But preceding Dracula’s entrance is a harrowing prologue evoking the nightmare of noble Jonathan Harker (Ryan Jolicoeur-Nye on opening night), complete with ghouls on his bed, vampire seductresses and his bride-to-be emerging from a coffin. It is a foretelling of events to come, and the Act I setting at Charing Cross Station comes as a emotional relief, despite the presence of madman Renfield, who as always causes a ruckus. Already one of Dracula’s victims, Renfield proves to be a most endearing character: His frenzied gesticulations in the sanatorium scene of Act II are actually a projection of Dracula’s presence and its dangers. Ian Poulis, in an elevated cage stage left, was brilliant in the role on opening night, his frantic yet balletic twitching often drawing the eye from the central action.

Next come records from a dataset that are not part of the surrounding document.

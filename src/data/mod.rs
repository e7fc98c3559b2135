/// Data layer: core types, loading, filtering, and aggregation.
///
/// Architecture:
/// ```text
///   uploaded .csv bytes
///        │
///        ▼
///   ┌──────────┐
///   │  loader   │  parse + normalize cluster labels → Dataset
///   └──────────┘
///        │
///        ▼
///   ┌────────────────┐
///   │ Dataset::validate │  Incomplete | Ready
///   └────────────────┘
///        │
///        ▼
///   ┌──────────┐      ┌──────────┐
///   │  filter   │ ───▶ │ summary  │  criteria → row indices → label counts
///   └──────────┘      └──────────┘
/// ```

pub mod filter;
pub mod loader;
pub mod model;
pub mod summary;
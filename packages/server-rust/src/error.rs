//! Error types returned by the external capabilities.
//!
//! Each failure is scoped to the unit of work that produced it; none of
//! these is fatal to the process.

use thiserror::Error;
use topicast_core::ConnectionId;

/// Failure reading or writing the connection directory.
#[derive(Debug, Error)]
pub enum DirectoryError {
    #[error("directory {operation} failed: {message}")]
    Backend {
        operation: &'static str,
        message: String,
    },
}

impl DirectoryError {
    pub fn backend(operation: &'static str, err: impl std::fmt::Display) -> Self {
        Self::Backend {
            operation,
            message: err.to_string(),
        }
    }
}

/// Failure pushing a payload to a single connection.
///
/// Expected during normal operation (clients disconnect at any time) and
/// never escalated beyond the fanout result.
#[derive(Debug, Clone, PartialEq, Eq, Error)]
pub enum DeliveryError {
    #[error("connection {0} is no longer open")]
    Gone(ConnectionId),
    #[error("push to connection {0} timed out")]
    Timeout(ConnectionId),
    #[error("push to connection {connection_id} failed: {message}")]
    Transport {
        connection_id: ConnectionId,
        message: String,
    },
}

/// Failure handing an envelope to the relay.
#[derive(Debug, Clone, PartialEq, Eq, Error)]
pub enum RelayError {
    #[error("event relay is shut down")]
    Closed,
    #[error("handler `{handler}` is no longer accepting envelopes")]
    HandlerGone { handler: String },
}

/// Failure transforming a message.
#[derive(Debug, Error)]
pub enum TransformError {
    #[error("transform request failed: {0}")]
    Request(#[from] reqwest::Error),
    #[error("transform service answered with status {status}")]
    Status { status: u16 },
    #[error("transform rejected input: {0}")]
    Rejected(String),
}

There is much dance in Pink’s ballet, though perhaps not enough for true ballet fans. Dance theater as a genre often emphasizes the latter part of the term, and that is certainly the case here—so much so that in the absence of actual dialogue at times one had the sense of watching a silent film (which takes us right back to Murnau). But there is no shortage of ensemble dance throughout: In fact the whole company is put to extensive use in each act, breaking out into a fetching “villagers’ dance” in Act I (complete with bucolic costumes and slaps-and-stomps), a beautifully executed courtly group dance in the brightly lit Grand Hotel of Act II, and a “Thriller”-like ensemble of the undead in Act III. Pink’s comments in the press to the effect that everything in the show was about the “advancing the story” were a bit surprising in light of what we actually saw: In fact during each of these group scenes, the first two of which went on a bit too long, the action stops dead—though not unpleasantly so.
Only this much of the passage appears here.